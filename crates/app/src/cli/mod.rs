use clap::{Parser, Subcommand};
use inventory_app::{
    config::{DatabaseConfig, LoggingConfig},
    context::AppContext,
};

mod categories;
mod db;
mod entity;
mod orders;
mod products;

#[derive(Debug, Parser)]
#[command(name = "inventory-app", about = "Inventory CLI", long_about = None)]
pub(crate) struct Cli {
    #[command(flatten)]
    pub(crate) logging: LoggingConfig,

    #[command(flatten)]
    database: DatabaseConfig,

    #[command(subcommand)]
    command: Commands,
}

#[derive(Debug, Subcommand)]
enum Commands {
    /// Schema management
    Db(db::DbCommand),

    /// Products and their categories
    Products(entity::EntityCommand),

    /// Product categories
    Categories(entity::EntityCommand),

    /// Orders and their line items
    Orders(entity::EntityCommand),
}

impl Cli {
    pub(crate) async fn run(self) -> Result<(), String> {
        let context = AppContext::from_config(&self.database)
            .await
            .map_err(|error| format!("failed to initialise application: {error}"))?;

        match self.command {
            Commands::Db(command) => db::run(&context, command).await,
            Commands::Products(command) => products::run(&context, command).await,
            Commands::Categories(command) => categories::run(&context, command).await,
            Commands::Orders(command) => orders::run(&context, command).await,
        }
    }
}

---

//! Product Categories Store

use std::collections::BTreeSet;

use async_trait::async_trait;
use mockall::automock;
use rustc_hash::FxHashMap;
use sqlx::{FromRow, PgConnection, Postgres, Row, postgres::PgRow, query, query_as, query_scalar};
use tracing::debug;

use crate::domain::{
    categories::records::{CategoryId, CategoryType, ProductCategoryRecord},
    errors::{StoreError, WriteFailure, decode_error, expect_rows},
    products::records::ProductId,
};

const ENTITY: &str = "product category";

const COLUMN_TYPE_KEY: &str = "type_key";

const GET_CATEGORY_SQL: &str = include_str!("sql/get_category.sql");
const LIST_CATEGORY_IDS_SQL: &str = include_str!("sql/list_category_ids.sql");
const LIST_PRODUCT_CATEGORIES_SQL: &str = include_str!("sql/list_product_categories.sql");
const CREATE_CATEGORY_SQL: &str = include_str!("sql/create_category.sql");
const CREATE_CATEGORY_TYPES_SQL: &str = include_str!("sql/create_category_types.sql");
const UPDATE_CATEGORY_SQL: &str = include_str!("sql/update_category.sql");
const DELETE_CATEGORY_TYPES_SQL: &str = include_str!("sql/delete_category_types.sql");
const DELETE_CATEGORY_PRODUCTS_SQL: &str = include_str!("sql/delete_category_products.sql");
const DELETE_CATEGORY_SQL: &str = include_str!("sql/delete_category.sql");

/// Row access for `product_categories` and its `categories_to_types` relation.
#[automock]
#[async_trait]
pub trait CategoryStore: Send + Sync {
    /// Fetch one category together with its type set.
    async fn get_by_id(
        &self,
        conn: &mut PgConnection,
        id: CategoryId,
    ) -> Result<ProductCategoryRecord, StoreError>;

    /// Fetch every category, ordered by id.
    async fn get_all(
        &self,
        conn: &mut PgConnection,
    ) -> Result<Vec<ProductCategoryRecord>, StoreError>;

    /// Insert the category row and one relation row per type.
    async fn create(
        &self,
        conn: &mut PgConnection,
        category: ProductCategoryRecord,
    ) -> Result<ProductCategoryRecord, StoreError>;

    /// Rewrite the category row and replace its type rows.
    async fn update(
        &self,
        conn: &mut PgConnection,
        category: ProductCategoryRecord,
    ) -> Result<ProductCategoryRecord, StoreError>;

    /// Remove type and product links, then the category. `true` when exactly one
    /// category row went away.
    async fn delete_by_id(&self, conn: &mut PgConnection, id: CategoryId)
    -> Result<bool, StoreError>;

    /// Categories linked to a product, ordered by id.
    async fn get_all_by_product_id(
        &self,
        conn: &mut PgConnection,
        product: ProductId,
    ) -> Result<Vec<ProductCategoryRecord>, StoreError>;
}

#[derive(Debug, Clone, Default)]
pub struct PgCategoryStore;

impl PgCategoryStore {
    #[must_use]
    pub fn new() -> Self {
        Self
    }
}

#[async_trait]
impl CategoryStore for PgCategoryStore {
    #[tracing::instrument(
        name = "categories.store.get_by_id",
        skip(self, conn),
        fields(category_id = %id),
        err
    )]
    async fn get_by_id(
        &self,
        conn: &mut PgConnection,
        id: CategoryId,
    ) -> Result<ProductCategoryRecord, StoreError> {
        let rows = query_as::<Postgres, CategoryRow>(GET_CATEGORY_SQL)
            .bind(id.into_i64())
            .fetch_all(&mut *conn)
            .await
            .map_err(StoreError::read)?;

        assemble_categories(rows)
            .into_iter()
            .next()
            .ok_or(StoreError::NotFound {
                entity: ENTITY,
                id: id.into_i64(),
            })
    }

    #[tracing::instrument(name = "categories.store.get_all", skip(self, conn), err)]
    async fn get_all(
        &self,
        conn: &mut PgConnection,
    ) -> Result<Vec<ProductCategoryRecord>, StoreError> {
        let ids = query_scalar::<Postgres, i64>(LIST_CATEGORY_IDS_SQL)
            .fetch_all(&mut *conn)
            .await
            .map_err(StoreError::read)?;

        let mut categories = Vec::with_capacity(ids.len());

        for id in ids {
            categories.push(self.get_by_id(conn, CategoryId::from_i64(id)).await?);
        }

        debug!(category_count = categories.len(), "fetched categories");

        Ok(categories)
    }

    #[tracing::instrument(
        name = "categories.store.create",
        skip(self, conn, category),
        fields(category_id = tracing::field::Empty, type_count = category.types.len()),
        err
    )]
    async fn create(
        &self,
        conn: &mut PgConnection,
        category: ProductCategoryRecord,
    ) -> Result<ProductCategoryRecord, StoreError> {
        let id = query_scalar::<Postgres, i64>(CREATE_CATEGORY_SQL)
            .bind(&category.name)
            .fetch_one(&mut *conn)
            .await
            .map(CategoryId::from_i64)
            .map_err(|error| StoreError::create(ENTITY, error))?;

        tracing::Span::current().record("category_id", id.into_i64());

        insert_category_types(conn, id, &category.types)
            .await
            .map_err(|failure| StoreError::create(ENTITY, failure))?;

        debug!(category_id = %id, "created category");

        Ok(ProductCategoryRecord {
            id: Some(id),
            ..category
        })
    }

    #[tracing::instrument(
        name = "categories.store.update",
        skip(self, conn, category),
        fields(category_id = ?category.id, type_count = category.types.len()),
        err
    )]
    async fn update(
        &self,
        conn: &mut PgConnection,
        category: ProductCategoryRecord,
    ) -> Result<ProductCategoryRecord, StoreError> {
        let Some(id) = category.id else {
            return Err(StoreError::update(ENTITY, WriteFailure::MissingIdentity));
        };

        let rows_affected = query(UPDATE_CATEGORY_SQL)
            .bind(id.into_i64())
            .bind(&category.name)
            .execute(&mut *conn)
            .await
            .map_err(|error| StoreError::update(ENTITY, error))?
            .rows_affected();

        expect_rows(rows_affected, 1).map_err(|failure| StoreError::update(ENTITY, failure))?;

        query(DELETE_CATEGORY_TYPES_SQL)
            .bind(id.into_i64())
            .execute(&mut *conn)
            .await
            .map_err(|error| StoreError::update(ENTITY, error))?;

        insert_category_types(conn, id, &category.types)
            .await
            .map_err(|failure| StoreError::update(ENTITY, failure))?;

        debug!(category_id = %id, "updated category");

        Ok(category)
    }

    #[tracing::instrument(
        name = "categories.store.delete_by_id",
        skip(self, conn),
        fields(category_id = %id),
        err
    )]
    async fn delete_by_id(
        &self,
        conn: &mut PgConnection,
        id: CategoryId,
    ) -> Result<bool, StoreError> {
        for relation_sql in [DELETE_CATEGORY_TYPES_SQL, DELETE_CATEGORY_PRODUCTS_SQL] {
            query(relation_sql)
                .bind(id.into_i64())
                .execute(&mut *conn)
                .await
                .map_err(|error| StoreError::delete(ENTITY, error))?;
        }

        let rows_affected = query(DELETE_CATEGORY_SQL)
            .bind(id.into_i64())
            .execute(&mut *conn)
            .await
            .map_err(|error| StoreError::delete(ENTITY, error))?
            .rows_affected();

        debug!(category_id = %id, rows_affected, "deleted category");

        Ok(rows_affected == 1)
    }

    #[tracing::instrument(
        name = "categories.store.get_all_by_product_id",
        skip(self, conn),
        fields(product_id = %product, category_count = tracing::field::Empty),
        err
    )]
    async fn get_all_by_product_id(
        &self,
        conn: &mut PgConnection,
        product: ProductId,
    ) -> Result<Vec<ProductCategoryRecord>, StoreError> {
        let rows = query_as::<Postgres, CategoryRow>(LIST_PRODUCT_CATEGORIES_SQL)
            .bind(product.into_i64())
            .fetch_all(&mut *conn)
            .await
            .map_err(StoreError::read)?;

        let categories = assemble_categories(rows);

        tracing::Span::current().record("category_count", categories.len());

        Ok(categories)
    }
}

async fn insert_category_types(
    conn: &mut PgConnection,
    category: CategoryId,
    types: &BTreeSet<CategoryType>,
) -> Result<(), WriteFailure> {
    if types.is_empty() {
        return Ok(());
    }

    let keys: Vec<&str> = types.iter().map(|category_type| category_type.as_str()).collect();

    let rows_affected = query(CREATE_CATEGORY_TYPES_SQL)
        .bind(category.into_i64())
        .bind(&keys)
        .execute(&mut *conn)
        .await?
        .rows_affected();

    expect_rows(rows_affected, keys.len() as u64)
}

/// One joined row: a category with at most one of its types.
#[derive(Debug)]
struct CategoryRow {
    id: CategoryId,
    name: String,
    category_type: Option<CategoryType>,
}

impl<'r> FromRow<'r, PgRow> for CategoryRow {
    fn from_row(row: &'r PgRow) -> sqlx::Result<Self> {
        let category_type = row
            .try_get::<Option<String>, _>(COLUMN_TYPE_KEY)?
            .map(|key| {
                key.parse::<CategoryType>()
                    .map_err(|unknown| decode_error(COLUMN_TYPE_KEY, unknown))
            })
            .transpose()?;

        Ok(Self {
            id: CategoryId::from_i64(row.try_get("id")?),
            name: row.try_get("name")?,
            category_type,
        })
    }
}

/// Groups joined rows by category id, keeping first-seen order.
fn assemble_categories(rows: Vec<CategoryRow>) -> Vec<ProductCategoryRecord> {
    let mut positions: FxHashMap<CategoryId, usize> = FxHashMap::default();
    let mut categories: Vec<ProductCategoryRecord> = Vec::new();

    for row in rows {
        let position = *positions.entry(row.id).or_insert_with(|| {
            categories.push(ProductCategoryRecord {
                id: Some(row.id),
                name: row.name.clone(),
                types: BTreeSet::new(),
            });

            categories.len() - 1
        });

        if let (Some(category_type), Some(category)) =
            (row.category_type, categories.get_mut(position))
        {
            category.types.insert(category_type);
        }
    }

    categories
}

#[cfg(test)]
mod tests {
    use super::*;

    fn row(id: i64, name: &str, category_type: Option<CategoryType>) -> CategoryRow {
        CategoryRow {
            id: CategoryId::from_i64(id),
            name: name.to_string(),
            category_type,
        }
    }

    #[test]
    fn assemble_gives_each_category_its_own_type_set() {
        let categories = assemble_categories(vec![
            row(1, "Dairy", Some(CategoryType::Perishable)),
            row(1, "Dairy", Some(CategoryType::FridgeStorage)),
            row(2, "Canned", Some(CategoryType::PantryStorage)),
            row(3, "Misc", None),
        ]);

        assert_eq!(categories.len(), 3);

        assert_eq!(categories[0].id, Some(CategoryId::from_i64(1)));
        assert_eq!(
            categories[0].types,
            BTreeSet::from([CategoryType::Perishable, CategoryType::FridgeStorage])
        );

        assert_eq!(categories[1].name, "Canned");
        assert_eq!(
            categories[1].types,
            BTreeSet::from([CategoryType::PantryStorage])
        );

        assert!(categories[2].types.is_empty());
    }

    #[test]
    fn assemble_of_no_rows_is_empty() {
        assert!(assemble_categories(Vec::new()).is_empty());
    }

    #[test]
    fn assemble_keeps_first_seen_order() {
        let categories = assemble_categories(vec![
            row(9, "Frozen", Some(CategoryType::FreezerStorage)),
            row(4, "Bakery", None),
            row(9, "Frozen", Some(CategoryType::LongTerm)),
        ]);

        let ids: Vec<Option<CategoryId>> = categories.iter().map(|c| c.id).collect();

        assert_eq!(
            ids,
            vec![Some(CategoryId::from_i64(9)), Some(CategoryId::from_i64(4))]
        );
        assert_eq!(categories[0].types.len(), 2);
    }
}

==

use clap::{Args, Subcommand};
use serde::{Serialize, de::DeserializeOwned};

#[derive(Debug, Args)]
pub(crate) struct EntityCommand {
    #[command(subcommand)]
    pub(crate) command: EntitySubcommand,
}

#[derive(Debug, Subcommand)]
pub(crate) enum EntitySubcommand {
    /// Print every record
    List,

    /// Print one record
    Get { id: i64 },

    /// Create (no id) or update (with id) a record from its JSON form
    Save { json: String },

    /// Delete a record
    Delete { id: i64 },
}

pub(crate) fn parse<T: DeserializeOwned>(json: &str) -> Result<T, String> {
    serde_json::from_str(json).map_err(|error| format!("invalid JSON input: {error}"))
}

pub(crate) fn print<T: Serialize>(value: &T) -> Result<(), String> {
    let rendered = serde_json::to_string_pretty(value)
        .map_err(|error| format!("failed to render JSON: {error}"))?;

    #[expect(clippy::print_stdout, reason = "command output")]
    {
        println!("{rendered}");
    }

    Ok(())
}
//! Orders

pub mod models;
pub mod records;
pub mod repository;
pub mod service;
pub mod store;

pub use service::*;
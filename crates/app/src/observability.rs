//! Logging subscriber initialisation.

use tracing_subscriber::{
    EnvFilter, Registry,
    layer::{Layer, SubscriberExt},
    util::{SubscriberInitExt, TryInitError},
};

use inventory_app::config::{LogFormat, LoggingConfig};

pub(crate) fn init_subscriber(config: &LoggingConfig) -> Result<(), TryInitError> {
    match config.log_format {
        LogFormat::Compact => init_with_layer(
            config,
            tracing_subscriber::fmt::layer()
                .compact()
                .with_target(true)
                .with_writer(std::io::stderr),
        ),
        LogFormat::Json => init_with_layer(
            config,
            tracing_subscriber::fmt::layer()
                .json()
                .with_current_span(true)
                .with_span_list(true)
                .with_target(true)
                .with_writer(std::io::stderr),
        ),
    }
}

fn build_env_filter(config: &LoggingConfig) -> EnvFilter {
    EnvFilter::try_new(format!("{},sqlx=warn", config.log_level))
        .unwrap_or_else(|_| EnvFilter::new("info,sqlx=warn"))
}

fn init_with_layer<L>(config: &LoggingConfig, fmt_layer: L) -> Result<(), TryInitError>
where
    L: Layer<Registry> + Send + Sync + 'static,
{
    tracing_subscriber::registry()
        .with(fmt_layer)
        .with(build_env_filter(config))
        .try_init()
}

## TASK REQUIREMENTS:
Copy out precisely the lines from the line with "for id in ids" to the line with "fields(category_id = tracing::field::Empty, type_count" in the material above, including those two lines and omitting all the rest.

## SOLUTION BELOW:
        for id in ids {
            categories.push(self.get_by_id(conn, CategoryId::from_i64(id)).await?);
        }

        debug!(category_count = categories.len(), "fetched categories");

        Ok(categories)
    }

    #[tracing::instrument(
        name = "categories.store.create",
        skip(self, conn, category),
        fields(category_id = tracing::field::Empty, type_count = category.types.len()),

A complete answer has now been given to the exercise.